Cinéaste rare et parcimonieux (six films en trente ans), Nico Papatakis apparaît aujourd’hui, dans ce monde où fait retour le politique, où l’exclusion est plus que jamais d’actualité, comme un auteur essentiel. Qu’il soit inclassable, qu’aucune étiquette ne puisse le définir n’est sans doute pas pour rien dans sa marginalisation au sein de la «grande famille du cinéma» comme aux regards de la critique. Mais être un homme de l’ombre n’est pas pour déplaire à ce créateur discret qui n’a jamais revendiqué
une place parmi les professionnels de la profession. Ce n’est pas seulement parce que ses projets font peur ou dérangent (une adaptation des Jouets de Georges Michel, un film sur Lumumba, un autre, Oracle Perforé, réflexion philosophique sur le crime productif) que Papatakis ne nous a pas donné une filmographie plus  abondante. Chaque tournage naît pour lui d’une nécessité profonde et ses activités politiques et militantes, le temps de la réflexion ou tout simplement la sphère privée comptent bien plus à ses yeux que la poursuite d’une carrière. Il ignore l’angoisse du prochain film, le désir de tourner le plus rapidement possible.

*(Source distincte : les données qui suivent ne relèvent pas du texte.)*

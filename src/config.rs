// src/config.rs - Device configuration for event reporting

use serde::{Deserialize, Serialize};
use std::collections::HashSet;
use std::path::Path;
use std::time::Duration;

use crate::{
    error::{EventError, Result},
    event::{enrollment::ObjectPropertyReference, EventConfig},
    notification::NotificationClass,
    object::{ObjectId, ObjectType},
    value::Value,
};

/// Highest valid object instance number
pub const MAX_INSTANCE: u32 = 4_194_302;

// ============================================================================
// MAIN CONFIGURATION
// ============================================================================

/// Event reporting configuration of one device
#[derive(Debug, Clone, Serialize, Deserialize)]
pub struct Config {
    /// Device identity
    pub device: DeviceConfig,

    /// Runtime tuning
    #[serde(default)]
    pub engine: EngineConfig,

    /// Notification classes and their recipient lists
    #[serde(default)]
    pub notification_classes: Vec<NotificationClass>,

    /// Objects reporting on their own present value
    #[serde(default)]
    pub objects: Vec<ObjectConfig>,

    /// Event enrollments monitoring a referenced property
    #[serde(default)]
    pub enrollments: Vec<EnrollmentConfig>,
}

impl Config {
    /// Load and validate a YAML configuration file
    pub fn from_file(path: impl AsRef<Path>) -> Result<Self> {
        let content = std::fs::read_to_string(path.as_ref())?;
        Self::from_yaml(&content)
    }

    /// Parse and validate a YAML document
    pub fn from_yaml(yaml: &str) -> Result<Self> {
        let config: Config = serde_yaml::from_str(yaml)?;
        config.validate()?;
        Ok(config)
    }

    /// Reject inconsistent configurations
    pub fn validate(&self) -> Result<()> {
        if self.device.instance > MAX_INSTANCE {
            return Err(EventError::Config(format!(
                "device instance {} exceeds {}",
                self.device.instance, MAX_INSTANCE
            )));
        }
        self.engine.validate()?;

        let mut classes = HashSet::new();
        for class in &self.notification_classes {
            if !classes.insert(class.id) {
                return Err(EventError::Config(format!("duplicate notification class {}", class.id)));
            }
        }

        let mut seen = HashSet::new();
        for object in &self.objects {
            if matches!(
                object.object.object_type,
                ObjectType::Device | ObjectType::EventEnrollment | ObjectType::NotificationClass
            ) {
                return Err(EventError::Config(format!(
                    "{} cannot report intrinsic events",
                    object.object
                )));
            }
            Self::check_event(object.object, &object.event, &classes, &mut seen)?;
            if object.event.algorithm.is_command_failure() && object.feedback_value.is_none() {
                return Err(EventError::Config(format!(
                    "{} uses command-failure but has no feedback_value",
                    object.object
                )));
            }
        }

        for enrollment in &self.enrollments {
            if enrollment.object.object_type != ObjectType::EventEnrollment {
                return Err(EventError::Config(format!(
                    "{} is not an event-enrollment object",
                    enrollment.object
                )));
            }
            Self::check_event(enrollment.object, &enrollment.event, &classes, &mut seen)?;
            if enrollment.event.algorithm.is_command_failure() && enrollment.feedback.is_none() {
                return Err(EventError::Config(format!(
                    "{} uses command-failure but has no feedback reference",
                    enrollment.object
                )));
            }
        }
        Ok(())
    }

    fn check_event(
        object: ObjectId,
        event: &EventConfig,
        classes: &HashSet<u32>,
        seen: &mut HashSet<ObjectId>,
    ) -> Result<()> {
        if object.instance > MAX_INSTANCE {
            return Err(EventError::Config(format!("{} instance out of range", object)));
        }
        if !seen.insert(object) {
            return Err(EventError::Config(format!("duplicate object {}", object)));
        }
        if !classes.contains(&event.notification_class) {
            return Err(EventError::Config(format!(
                "{} refers to unknown notification class {}",
                object, event.notification_class
            )));
        }
        event
            .validate()
            .map_err(|e| EventError::Config(format!("{}: {}", object, e)))
    }

    pub fn device_id(&self) -> ObjectId {
        ObjectId::device(self.device.instance)
    }
}

// ============================================================================
// SECTIONS
// ============================================================================

/// Device identity
#[derive(Debug, Clone, Serialize, Deserialize)]
pub struct DeviceConfig {
    /// Device object instance
    pub instance: u32,

    /// Human readable name
    #[serde(default = "default_device_name")]
    pub name: String,
}

/// Runtime configuration
#[derive(Debug, Clone, Serialize, Deserialize)]
pub struct EngineConfig {
    /// Event enrollment poll interval in milliseconds
    #[serde(default = "default_poll_interval")]
    pub poll_interval_ms: u64,

    /// Timeout for one enrollment read in milliseconds
    #[serde(default = "default_read_timeout")]
    pub read_timeout_ms: u64,
}

impl EngineConfig {
    pub fn poll_interval(&self) -> Duration {
        Duration::from_millis(self.poll_interval_ms)
    }

    pub fn read_timeout(&self) -> Duration {
        Duration::from_millis(self.read_timeout_ms)
    }

    fn validate(&self) -> Result<()> {
        if self.poll_interval_ms == 0 {
            return Err(EventError::Config("poll_interval_ms must be positive".into()));
        }
        if self.read_timeout_ms == 0 {
            return Err(EventError::Config("read_timeout_ms must be positive".into()));
        }
        Ok(())
    }
}

impl Default for EngineConfig {
    fn default() -> Self {
        Self {
            poll_interval_ms: default_poll_interval(),
            read_timeout_ms: default_read_timeout(),
        }
    }
}

/// Object with intrinsic reporting
#[derive(Debug, Clone, Serialize, Deserialize)]
pub struct ObjectConfig {
    pub object: ObjectId,

    /// Present value seeded before reporting starts
    #[serde(default)]
    pub present_value: Value,

    /// Feedback value seeded for command-failure reporting
    #[serde(default)]
    pub feedback_value: Option<Value>,

    pub event: EventConfig,
}

/// Event enrollment
#[derive(Debug, Clone, Serialize, Deserialize)]
pub struct EnrollmentConfig {
    /// Event-enrollment object
    pub object: ObjectId,

    /// Monitored property
    pub reference: ObjectPropertyReference,

    /// Feedback property for command-failure enrollments
    #[serde(default)]
    pub feedback: Option<ObjectPropertyReference>,

    pub event: EventConfig,
}

fn default_device_name() -> String { "bacnet-events".to_string() }
fn default_poll_interval() -> u64 { 1000 }
fn default_read_timeout() -> u64 { 5000 }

Né en 1918 à Addis Abeba d’un père grec et d’une mère éthiopienne, déchiré entre deux cultures, rejeté par l’une ou l’autre communauté, Papatakis sera sensible toujours aux clivages, aux injustices, à l’errance des damnés de la terre. Partie prenante de toutes les luttes révolutionnaires, il se battra dans sa jeunesse
en Ethiopie contre les armées de Mussolini puis dans le pays de son père contre la dictature de Metaxas, connaitra en France l’occupation allemande, aidera les indépendantistes algériens, participera à la résistance contre les colonels grecs. Il n’en fera pas pour autant des «fictions de gauche» où se retrouveraient la bonne conscience et l’humanisme tiède.

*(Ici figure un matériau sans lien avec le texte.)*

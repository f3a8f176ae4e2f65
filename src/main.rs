use anyhow::Context;
use bacnet_events::{Config, EventEngine, LoggingTransport, SystemClock};
use std::sync::Arc;
use tokio::signal;
use tracing::{error, info};

#[tokio::main]
async fn main() -> anyhow::Result<()> {
    bacnet_events::init()?;

    let mut args = std::env::args();
    let program = args.next().unwrap_or_else(|| "bacnet-events".to_string());
    let config_path = match args.next() {
        Some(path) if path == "--version" => {
            bacnet_events::print_system_info();
            return Ok(());
        }
        Some(path) => path,
        None => {
            error!("Usage: {} <config.yaml>", program);
            std::process::exit(1);
        }
    };

    let config = Config::from_file(&config_path)
        .with_context(|| format!("loading configuration from {}", config_path))?;
    info!(
        "Loaded {} objects, {} enrollments, {} notification classes",
        config.objects.len(),
        config.enrollments.len(),
        config.notification_classes.len()
    );

    let clock = Arc::new(SystemClock::new()?);
    let engine = EventEngine::new(config, clock, Arc::new(LoggingTransport::new()))
        .context("building event engine")?;
    engine.start();

    signal::ctrl_c().await.context("waiting for shutdown signal")?;
    info!("Received shutdown signal");
    engine.stop();
    engine.flush().await;

    let stats = engine.stats();
    info!(
        "Final stats: {} in alarm, {} notifications sent, {} failed",
        stats.in_alarm, stats.notifications_sent, stats.notification_failures
    );
    Ok(())
}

C’est qu’il s’est forgé une conception de l’art exigente, inséparable d’une rigueur morale, au contact des surréalistes et des existentialistes (deux familles spirituelles qui s’opposèrent pourtant maintes fois). Animateur de “la Rose Rouge”, le cabaret le plus célèbre du Saint-Germain des Prés de l’après-guerre qui accueillit Gréco, Mouloudji, les Frères Jacques, Yves Robert, il fut proche de Prévert et de Sartre et plus encore de Genet dont il produisit l’unique film Un chant d’amour avant de s’inspirer d’un épisode de sa vie pour Les Equilibristes. C’est le même intérêt pour le cinéma qui lui fait envisager de produire La Question d’Henri Alleg mis en scène par Resnais ou de se retrouver à New-York aux côtés de Cassavetes pour Shadows.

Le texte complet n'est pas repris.